As you may know from reading this blog, I was born and raised in New York City – in the Bronx.

Although my family and oldest friends still live in “the” city, I’ve not lived there in decades. I am now decidedly a SoCal kind of guy.

But – I read The New York Times every day as some habits never die. One of my favorite sections is called “Tiny Love Stories.” It’s simply a column that invites readers to submit “tiny” stories of love in one-hundred words or less.

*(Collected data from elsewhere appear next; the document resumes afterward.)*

//! Read queries over the injected stores.

use chrono::NaiveDate;
use serde::{Deserialize, Serialize};

use stockbook_closing::DailySnapshot;
use stockbook_core::{DomainError, DomainResult, ItemId, PartyId};
use stockbook_infra::{InventoryStore, LedgerStore, SnapshotStore};
use stockbook_inventory::{HistoryFilter, StockHistoryRecord, StockItem, StockStatus};
use stockbook_ledger::{Party, PartyStatement};

use crate::bookkeeper::Bookkeeper;

/// One row of the stock overview: the item plus its derived status.
#[derive(Debug, Clone, PartialEq, Serialize, Deserialize)]
pub struct StockOverviewRow {
    pub status: StockStatus,
    pub item: StockItem,
}

impl<I, L, S> Bookkeeper<I, L, S>
where
    I: InventoryStore,
    L: LedgerStore,
    S: SnapshotStore,
{
    pub fn item(&self, id: &ItemId) -> DomainResult<StockItem> {
        self.inventory()
            .get(id)
            .ok_or_else(|| DomainError::not_found("item", id))
    }

    /// Current items with their derived stock status, sorted by name.
    pub fn stock_overview(&self) -> Vec<StockOverviewRow> {
        let mut rows: Vec<StockOverviewRow> = self
            .inventory()
            .list()
            .into_iter()
            .map(|item| StockOverviewRow {
                status: item.status(),
                item,
            })
            .collect();
        rows.sort_by(|a, b| a.item.name.cmp(&b.item.name));
        rows
    }

    pub fn snapshot(&self, date: NaiveDate, item_id: &ItemId) -> Option<DailySnapshot> {
        self.snapshot_store().get(date, item_id)
    }

    pub fn snapshots_for(&self, date: NaiveDate) -> Vec<DailySnapshot> {
        self.snapshot_store().for_date(date)
    }

    pub fn day_is_closed(&self, date: NaiveDate) -> bool {
        self.snapshot_store().is_closed(date)
    }

    /// Audit records matching `filter`, ordered by `(date, sequence)`.
    pub fn stock_history(&self, filter: &HistoryFilter) -> Vec<StockHistoryRecord> {
        self.inventory().history(filter)
    }

    pub fn parties(&self) -> Vec<Party> {
        self.ledger_store().parties()
    }

    /// A party's ordered transactions with running balances and aggregate
    /// debit/credit totals.
    pub fn party_statement(&self, id: &PartyId) -> DomainResult<PartyStatement> {
        let party = self
            .ledger_store()
            .party(id)
            .ok_or_else(|| DomainError::not_found("party", id))?;
        let transactions = self.ledger_store().transactions(id);
        Ok(PartyStatement::new(party, transactions))
    }
}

And now, those good folks at The Times have collected 175 of those stories into a book. Yes!!

As the book blurb reads:

You’ll laugh, you’ll cry, you’ll be swept away—in less time than it takes to read this paragraph. Told in voices that are honest, vulnerable, tender, and wise, here are 175 true stories that are each as moving as a lyric poem and convey a universally recognized feeling, all in fewer than one hundred words. There are stories of love found and love lost, and the sometimes rarest of loves, self-love. Stories of romantic love, brotherly love, platonic love. Stories of mothers and daughters, husbands and wives, strangers who dream of what might have been. And the oldest story of all—boy meets girl—their tale ends happily ever after, even though along the way the boy became a girl.

BUT. . .

The real treat for me is that one of my friends has her tiny love story published in this book! I am thrilled for Sarah and utterly delighted to share in this post her story about her husband, Buddy, who is one of my heroes.

Buddy and I entered the Jesuit seminary (novitiate) at the same time – at a time when we were both young and innocent and hell-bent on changing the world. Ah, youth! 

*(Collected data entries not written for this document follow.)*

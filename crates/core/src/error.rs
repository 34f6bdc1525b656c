//! Domain error model.

use chrono::NaiveDate;
use thiserror::Error;

use crate::id::ItemId;

/// Result type used across the domain layer.
pub type DomainResult<T> = Result<T, DomainError>;

/// Per-ingredient shortfall detail carried by [`DomainError::InsufficientStock`].
#[derive(Debug, Clone, PartialEq)]
pub struct Shortfall {
    pub item_id: ItemId,
    pub required: f64,
    pub available: f64,
}

/// Domain-level error.
///
/// Keep this focused on deterministic business failures (validation, missing
/// references, business-rule rejections). Infrastructure concerns belong
/// elsewhere.
#[derive(Debug, Error, Clone, PartialEq)]
pub enum DomainError {
    /// A value failed validation (bad amounts, lengths, out-of-range dates).
    #[error("validation failed: {0}")]
    Validation(String),

    /// A referenced item, party or product does not exist.
    #[error("{kind} not found: {id}")]
    NotFound { kind: &'static str, id: String },

    /// Production requirements exceed availability. Carries every shortfall,
    /// not just the first.
    #[error("insufficient stock for {} ingredient(s)", .shortfalls.len())]
    InsufficientStock { shortfalls: Vec<Shortfall> },

    /// The date was already frozen by a prior day-close.
    #[error("day already closed: {date}")]
    AlreadyClosed { date: NaiveDate },

    /// Missing or non-positive conversion factor on an item with a
    /// secondary unit.
    #[error("invalid unit conversion: {0}")]
    InvalidConversion(String),

    /// Per-entity contention that bounded retry could not resolve.
    #[error("concurrency conflict: {0}")]
    ConcurrencyConflict(String),
}

impl DomainError {
    pub fn validation(msg: impl Into<String>) -> Self {
        Self::Validation(msg.into())
    }

    pub fn not_found(kind: &'static str, id: impl ToString) -> Self {
        Self::NotFound {
            kind,
            id: id.to_string(),
        }
    }

    pub fn insufficient_stock(shortfalls: Vec<Shortfall>) -> Self {
        Self::InsufficientStock { shortfalls }
    }

    pub fn already_closed(date: NaiveDate) -> Self {
        Self::AlreadyClosed { date }
    }

    pub fn invalid_conversion(msg: impl Into<String>) -> Self {
        Self::InvalidConversion(msg.into())
    }

    pub fn conflict(msg: impl Into<String>) -> Self {
        Self::ConcurrencyConflict(msg.into())
    }
}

Here’s Sarah’s tribute to Buddy. . .I am grateful to call them my friends. . .

“Tell Me, Honey”

I have worshiped my older brother my entire life. We are in our 50s now. Last summer he fell ill, gripped by mania, his extraordinary mind betraying him, fueling a paranoia that his wife and I were working against him. I wept constantly, wracked with worry. I was desperate to talk about it — once a day, or 27 times — for months. Before his difficult recovery, whenever I would begin a sentence, “My brother …” my husband of two decades would put down his phone, coffee, newspaper or briefcase and look into my eyes and say, “Tell me, honey.”